Unfortunately, we don’t live in the wilderness. We are lucky, however, that our yard links up with some large fields and the remnants of old family farms to form a green corridor rich enough to support foxes, wild turkey, woodchucks, rabbits, coyotes, and, as we discovered this spring when our apple trees were nearly chewed to bits, deer. Except for the deer, who were not welcomed by Sean the apple farmer, we are happy to be able to hear the occasional yipping fox late at night, and to watch the rabbits hopping around when we go for walks in local conservation lands. We’ve tried to encourage most wildlife in the yard, and have hung birdfeeders, beehouses and bat boxes to encourage natural pollinators and help the migrators along their routes.
This year we knew we’d be pressed for time to tend to the extensive vegetable gardens we usually grow, so we decided to turn one of our large garden spaces into a wildflower garden that could help support the local bee/bird/butterfly population. All summer, the garden has been alive with activity. I’ve seen hummingbirds sparring over choice blossoms, goldfinches going crazy on the coreopsis seedheads, and bees and butterflies flitting about by the dozens. The sunflowers will provide seeds for the birds to eat come autumn, and to re-seed the garden for next year’s crops, and the milkweeds will provide a valuable food source for several life stages of Monarch Butterflies.
This 200 foot square piece of yard has literally been buzzing all summer, and we’ve been thrilled to watch the tiny insect dramas playing out among the plants. While Liam is too little to fully appreciate the garden right now, as he grows I imagine we’ll spend time learning about the butterfly life cycle as we watch it play out in front of us, track bees across the yard and talk about the physics of hummingbird flight.
Walking on the shores of the bay…
The other night we decided to head out to one of our favorite places along the bay and see how the conservation lands had handled Tropical Storm Irene.

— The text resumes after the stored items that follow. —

//! Plain geometry in document user units.
use serde::{Deserialize, Serialize};

#[derive(Debug, Clone, Copy, Default, PartialEq, Serialize, Deserialize)]
pub struct Size {
    pub width: f64,
    pub height: f64,
}

impl Size {
    pub fn new(width: f64, height: f64) -> Self {
        Size { width, height }
    }

    /// The footprint after rotating by `degrees`: quarter turns swap sides.
    pub fn rotated(self, degrees: f64) -> Self {
        let quarter_turns = (degrees / 90.0).round() as i64;
        let is_quarter = (degrees - quarter_turns as f64 * 90.0).abs() < 1e-9;
        if is_quarter && quarter_turns.rem_euclid(2) == 1 {
            Size::new(self.height, self.width)
        } else {
            self
        }
    }
}

#[derive(Debug, Clone, Copy, Default, PartialEq, Serialize, Deserialize)]
pub struct Rect {
    pub x: f64,
    pub y: f64,
    pub w: f64,
    pub h: f64,
}

impl Rect {
    pub fn new(x: f64, y: f64, w: f64, h: f64) -> Self {
        Rect { x, y, w, h }
    }

    /// Shrink by `margin` on every side.
    pub fn inset(self, margin: f64) -> Self {
        Rect::new(
            self.x + margin,
            self.y + margin,
            self.w - margin * 2.0,
            self.h - margin * 2.0,
        )
    }
}
//! Settings: one-shot commands produced by a header node for a single cell
//! and applied to a counter (and, when copied to back, to its back as well).
use super::Counter;
use serde::Serialize;

/// Value side of an attribute override.
#[derive(Debug, Clone, PartialEq, Eq, Serialize)]
#[serde(rename_all = "kebab-case", tag = "kind", content = "value")]
pub enum AttributeValue {
    /// Literal attribute or style property value
    Text(String),
    /// `url(#id)` reference to a colour or gradient definition
    Reference(String),
    /// Copy `property` from the inline style of template element `element`.
    /// Only left unresolved when the template does not carry that style.
    CopyStyle { element: String, property: String },
}

impl AttributeValue {
    /// The value to write, when it is known without the template.
    pub fn literal(&self) -> Option<String> {
        match self {
            AttributeValue::Text(v) => Some(v.clone()),
            AttributeValue::Reference(id) => Some(format!("url(#{})", id)),
            AttributeValue::CopyStyle { .. } => None,
        }
    }
}

#[derive(Debug, Clone, PartialEq, Eq)]
pub enum Setting {
    /// Add a template part (`@` prefix: keep the look, drop the rectangle)
    Part(String),
    /// Exclude `id`, explicitly re-including each of `exceptions`
    Exclude { id: String, exceptions: Vec<String> },
    Attribute {
        id: String,
        name: String,
        value: AttributeValue,
    },
    Subst { name: String, value: String },
    Id(String),
}

impl Setting {
    pub fn apply_to(&self, counter: &mut Counter) {
        match self {
            Setting::Part(part) => counter.add_part(part),
            Setting::Exclude { id, exceptions } => {
                counter.exclude_id(id);
                for e in exceptions {
                    counter.include_id(e);
                }
            }
            Setting::Attribute { id, name, value } => counter.add_attribute(id, name, value.clone()),
            Setting::Subst { name, value } => counter.add_substitution(name, value),
            Setting::Id(id) => counter.id = Some(id.clone()),
        }
    }
}

/// What a header node made of one cell.
#[derive(Debug, Clone, Default, PartialEq, Eq)]
pub struct SettingHolder {
    pub setting: Option<Setting>,
    pub copy_to_back: bool,
    /// Set by the `BACK` column; the factory decides from the cell value
    /// whether to switch to the back or stop reading the row
    pub back: bool,
}

impl SettingHolder {
    pub fn set(&mut self, setting: Setting) {
        self.setting = Some(setting);
    }

    pub fn set_copy_to_back(&mut self) {
        self.copy_to_back = true;
    }

    pub fn set_back(&mut self) {
        self.back = true;
    }

    /// Apply to `counter`; a copy-to-back holder also creates (once) and
    /// updates the back, even when it carries no setting.
    pub fn apply_to(&self, counter: &mut Counter) {
        if let Some(setting) = &self.setting {
            setting.apply_to(counter);
        }
        if self.copy_to_back {
            let back = counter.back_mut();
            if let Some(setting) = &self.setting {
                setting.apply_to(back);
            }
        }
    }
}

#[cfg(test)]
mod tests {
    use super::*;
    use crate::counter::RepeatPolicy;

    fn holder(setting: Setting) -> SettingHolder {
        let mut h = SettingHolder::default();
        h.set(setting);
        h
    }

    #[test]
    fn test_part() {
        let mut c = Counter::new(RepeatPolicy::exact(1));
        holder(Setting::Part("p".into())).apply_to(&mut c);
        assert_eq!(c.parts, vec!["p".to_string()]);
        assert!(!c.has_back);
        assert!(c.back.is_none());
    }

    #[test]
    fn test_exclude() {
        let mut c = Counter::new(RepeatPolicy::exact(1));
        holder(Setting::Exclude {
            id: "i".into(),
            exceptions: vec![],
        })
        .apply_to(&mut c);
        assert_eq!(c.exclude_patterns(), vec!["i"]);
        assert!(c.back.is_none());
    }

    #[test]
    fn test_attribute() {
        let mut c = Counter::new(RepeatPolicy::exact(1));
        holder(Setting::Attribute {
            id: "i".into(),
            name: "a".into(),
            value: AttributeValue::Text("s".into()),
        })
        .apply_to(&mut c);
        assert_eq!(
            c.attribute("i", "a"),
            Some(&AttributeValue::Text("s".into()))
        );
    }

    #[test]
    fn test_id() {
        let mut c = Counter::new(RepeatPolicy::exact(1));
        holder(Setting::Id("i".into())).apply_to(&mut c);
        assert_eq!(c.id.as_deref(), Some("i"));
    }

    #[test]
    fn test_copy_to_back_creates_back_without_flagging_it() {
        let mut c = Counter::new(RepeatPolicy::exact(1));
        let mut h = holder(Setting::Subst {
            name: "n".into(),
            value: "v".into(),
        });
        h.set_copy_to_back();
        h.apply_to(&mut c);
        assert_eq!(c.substitutions.get("n"), Some("v"));
        assert!(!c.has_back);
        let back = c.back.as_ref().expect("back created");
        assert_eq!(back.substitutions.get("n"), Some("v"));
    }

    #[test]
    fn test_copy_to_back_twice_keeps_one_back() {
        let mut c = Counter::new(RepeatPolicy::exact(1));
        let mut h = holder(Setting::Part("p".into()));
        h.set_copy_to_back();
        h.apply_to(&mut c);
        h.apply_to(&mut c);
        let back = c.back.as_ref().expect("back created");
        assert!(back.back.is_none());
        assert_eq!(back.parts, vec!["p".to_string(), "p".to_string()]);
    }

    #[test]
    fn test_reference_literal() {
        assert_eq!(
            AttributeValue::Reference("grad".into()).literal().as_deref(),
            Some("url(#grad)")
        );
    }
}
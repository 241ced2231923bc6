//! Counter definitions
//!
//! A definition file is a sequence of blocks. Each block starts with a
//! header row, whose cells are compiled by [`header`] into header nodes,
//! followed by data rows; every data row becomes one [`Counter`]. A blank
//! row ends the block. The first cell of a data row is a directive: a
//! repeat count (`n`, `n+`, `n++`, `n+++`), `ENDROW`, `ENDBOX`, or
//! anything else, in which case the row is a new header row.
//!
//! Parsing is forgiving. The only fatal input is a repeat count too large
//! to represent.

pub mod factory;
pub mod header;
pub mod parser;

pub use factory::CounterFactory;
pub use header::{classify, classify_background, HeaderNode};
pub use parser::{parse_directive, DefinitionParser, Directive, ParserState};

use crate::counter::Counter;
use crate::template::Template;
use serde::Serialize;

#[derive(Debug, Clone, PartialEq, Eq, thiserror::Error)]
pub enum DefinitionError {
    #[error("row {row}: repeat count {cell:?} is out of range")]
    RepeatCountOutOfRange { row: usize, cell: String },
}

#[derive(Debug, Clone, Default, PartialEq, Serialize)]
pub struct ParsedDefinition {
    pub counters: Vec<Counter>,
    /// Some block switched a counter to its back
    pub has_back: bool,
}

/// Parse a whole row stream.
pub fn parse_rows<I, R>(rows: I, template: &Template) -> Result<ParsedDefinition, DefinitionError>
where
    I: IntoIterator<Item = R>,
    R: AsRef<[String]>,
{
    let mut parser = DefinitionParser::new(template);
    parser.parse(rows)?;
    let parsed = parser.finish();
    log::info!(
        "parsed {} counters{}",
        parsed.counters.len(),
        if parsed.has_back { " with backs" } else { "" }
    );
    Ok(parsed)
}
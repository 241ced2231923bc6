//! Layout engine
//!
//! Counters are tiled greedily: left to right into rows, rows top to bottom
//! into boxes, boxes in order onto sheets. A new sheet starts when the last
//! box of the current one is full and something is still left to place.
//!
//! Backs are not placed with their fronts. They are collected while a box
//! fills and placed when it is closed, mirrored across the sheet width so
//! that a double sided print lines up.
//!
//! The engine never draws anything itself; a [`Renderer`] does the drawing
//! (or, with [`GeometryRenderer`], only the measuring) and reports each
//! counter's footprint.

pub mod engine;
pub mod geometry;
pub mod marks;
pub mod plan;
pub mod renderer;

pub use engine::{LayoutState, PlacementResult};
pub use geometry::{Rect, Size};
pub use marks::{Line, RegistrationMarks};
pub use plan::{LayoutPlan, Placement, Sheet, Side};
pub use renderer::{GeometryRenderer, PlacementRequest, RenderError, Renderer};

use crate::counter::Counter;
use serde::{Deserialize, Serialize};

/// Tolerance added to box sizes before deciding a counter does not fit.
pub const BOX_MARGIN: f64 = 2.0;

#[derive(Debug, Clone, PartialEq, thiserror::Error)]
pub enum LayoutError {
    #[error(transparent)]
    Render(#[from] RenderError),

    #[error("row {row}: counter has no size and would repeat forever")]
    DegenerateCounter { row: usize },

    #[error("no boxes to lay out into")]
    NoBoxes,
}

#[derive(Debug, Clone, PartialEq, Serialize, Deserialize)]
pub struct LayoutSettings {
    pub box_margin: f64,
    /// Gap between neighbouring counters, both directions
    pub spacing: f64,
    pub registration_marks_len: f64,
    /// Put backs on the front sheets instead of separate back sheets
    pub one_sided: bool,
    pub front_rotation: f64,
    pub back_rotation: f64,
    /// Width backs are mirrored across
    pub sheet_width: f64,
}

impl Default for LayoutSettings {
    fn default() -> Self {
        LayoutSettings {
            box_margin: BOX_MARGIN,
            spacing: 0.0,
            registration_marks_len: 0.0,
            one_sided: false,
            front_rotation: 0.0,
            back_rotation: 0.0,
            sheet_width: 0.0,
        }
    }
}

/// Place every counter, in order, as many times as its repeat policy asks.
pub fn lay_out<R>(
    counters: &mut [Counter],
    boxes: &[Rect],
    settings: &LayoutSettings,
    renderer: &mut R,
) -> Result<LayoutPlan, LayoutError>
where
    R: Renderer + ?Sized,
{
    let mut state = LayoutState::new(boxes, settings)?;
    for index in 0..counters.len() {
        while counters[index].can_add_another() {
            state.place_next(counters, index, renderer)?;
        }
    }
    let plan = state.finish(counters, renderer)?;
    log::info!(
        "laid out {} fronts and {} backs on {} sheets",
        plan.front_count(),
        plan.back_count(),
        plan.sheets.len()
    );
    Ok(plan)
}
//! Registration marks: short cut guides drawn around a filled box at every
//! column and row edge of the counters placed in it.
use super::geometry::Rect;
use serde::Serialize;

/// A straight line in document coordinates.
#[derive(Debug, Clone, Copy, PartialEq, Serialize)]
pub struct Line {
    pub x1: f64,
    pub y1: f64,
    pub x2: f64,
    pub y2: f64,
}

impl Line {
    fn new(x1: f64, y1: f64, x2: f64, y2: f64) -> Self {
        Line { x1, y1, x2, y2 }
    }
}

/// Edge offsets recorded for one box, relative to the box origin. Both
/// sets start out holding 0.
#[derive(Debug, Clone, PartialEq, Serialize)]
pub struct RegistrationMarks {
    pub area: Rect,
    pub xs: Vec<f64>,
    pub ys: Vec<f64>,
}

impl RegistrationMarks {
    pub fn new(area: Rect) -> Self {
        RegistrationMarks {
            area,
            xs: vec![0.0],
            ys: vec![0.0],
        }
    }

    pub fn add_x(&mut self, x: f64) {
        insert_sorted(&mut self.xs, x);
    }

    pub fn add_y(&mut self, y: f64) {
        insert_sorted(&mut self.ys, y);
    }

    /// Anything beyond the initial 0 offsets.
    pub fn has_marks(&self) -> bool {
        self.xs.len() > 1 || self.ys.len() > 1
    }

    /// Ticks of length `len` above and left of the box at every offset, and
    /// the same ticks mirrored below the lowest and right of the rightmost
    /// offset. Lengths below 1 draw nothing.
    pub fn lines(&self, len: f64) -> Vec<Line> {
        if len < 1.0 {
            return Vec::new();
        }
        let Rect { x, y, .. } = self.area;
        let max_x = self.xs.iter().copied().fold(0.0, f64::max);
        let max_y = self.ys.iter().copied().fold(0.0, f64::max);
        let mut lines = Vec::with_capacity(2 * (self.xs.len() + self.ys.len()));
        lines.extend(self.xs.iter().map(|&mx| Line::new(x + mx, y - len, x + mx, y)));
        lines.extend(self.ys.iter().map(|&my| Line::new(x - len, y + my, x, y + my)));
        lines.extend(
            self.xs
                .iter()
                .map(|&mx| Line::new(x + mx, y + max_y, x + mx, y + max_y + len)),
        );
        lines.extend(
            self.ys
                .iter()
                .map(|&my| Line::new(x + max_x, y + my, x + max_x + len, y + my)),
        );
        lines
    }
}

fn insert_sorted(values: &mut Vec<f64>, value: f64) {
    if let Err(i) = values.binary_search_by(|v| v.total_cmp(&value)) {
        values.insert(i, value);
    }
}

Even though we got hit less directly than originally predicted, we still had some fierce winds and about 4 inches of rain, and I expected to find a lot of debris along the shores. I was surprised to see the shores looking pretty much as they usually do, piled with seaweed and the occasional chunk of driftwood. I think we’ll see more trees and other items showing up in the next few weeks as they come down the rivers and empty into the bay, and I wonder how the oysterbeds will fare with all the toxins that usually get flushed into the bay during high water events.
It was a perfect night for no-see-ums and mosquitos, so we got out our little mosquito netting cover and bundled the Kiddo up pretty tight. There was enough of a breeze to keep him clear of bites when we were on the shore, but as soon as we got into the woods the swarms started coming.
We were back at the car as the sun was setting.It wasn’t a dramatic adventure: no deep thoughts or brilliant inspirations. Just a peaceful night along the shore. I’ll take it.